- Directed by: V. K. Prakash
- Written by: S. N. Swamy
- Produced by: Fabulance Entertainment Pvt Ltd.
- Starring: Jayasurya; Skanda Ashok; Vani Kishore; Saikumar; Ananya;
- Cinematography: Ganesh Rajavelu
- Music by: Alex Paul
- Release date: 16 May 2008;
- Country: India
- Language: Malayalam

= Positive (2008 film) =

Positive is a 2008 Indian Malayalam-language crime thriller film directed by V. K. Prakash, starring Jayasurya, Skanda Ashok, Vani Kishore, Saikumar, and Ananya. The film was dubbed into Telugu as Suspense in 2016.

== Plot ==
Close friends Raju, Vini, Udayan, and Jerry form a music troupe.

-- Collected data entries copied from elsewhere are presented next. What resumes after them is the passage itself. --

use async_trait::async_trait;
use uuid::Uuid;

use nephrite_core::models::appointment::Appointment;
use nephrite_core::models::doctor::Doctor;
use nephrite_core::models::patient::Patient;

use crate::error::StoreError;

/// CRUD boundary over clinic records, keyed by opaque ids.
/// Implementations own their own locking. `get`, `update`, and `delete`
/// of an absent id are `NotFound`, never silent no-ops.
#[async_trait]
pub trait RecordStore: Send + Sync {
    async fn list_patients(&self) -> Result<Vec<Patient>, StoreError>;
    async fn get_patient(&self, id: Uuid) -> Result<Patient, StoreError>;
    async fn create_patient(&self, patient: Patient) -> Result<(), StoreError>;
    async fn update_patient(&self, patient: Patient) -> Result<(), StoreError>;
    async fn delete_patient(&self, id: Uuid) -> Result<(), StoreError>;

    async fn list_doctors(&self) -> Result<Vec<Doctor>, StoreError>;
    async fn get_doctor(&self, id: Uuid) -> Result<Doctor, StoreError>;
    async fn create_doctor(&self, doctor: Doctor) -> Result<(), StoreError>;
    async fn update_doctor(&self, doctor: Doctor) -> Result<(), StoreError>;
    async fn delete_doctor(&self, id: Uuid) -> Result<(), StoreError>;

    async fn list_appointments(&self) -> Result<Vec<Appointment>, StoreError>;
    async fn get_appointment(&self, id: Uuid) -> Result<Appointment, StoreError>;
    async fn create_appointment(&self, appointment: Appointment) -> Result<(), StoreError>;
    async fn update_appointment(&self, appointment: Appointment) -> Result<(), StoreError>;
    async fn delete_appointment(&self, id: Uuid) -> Result<(), StoreError>;
}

Raju is having an affair with a young girl named Jyothi. One day, Jyothi leaves the hostel without saying anything to Raju.

Jyothi was forced by her brother, Mahesh, and his wife to marry Das. Jyothi and Das got married and were shifted to a flat where she got a nearby friend, Vini. Vini's parents try to get her married off to a police officer named Aniyan. Even though this marriage doesn't take place, something drastic happens. After three months of marriage, Das was found dead. They now have to face ACP Aniyan, who confronts them as a police officer. Aniyan questions Jyothi in her flat when he notices a hair strand on a towel. He takes that with him and sends it for a forensic test. He learns that the hair thread was that of Rose, a servant of Das and also a relative of Joseph, the security manager of the building.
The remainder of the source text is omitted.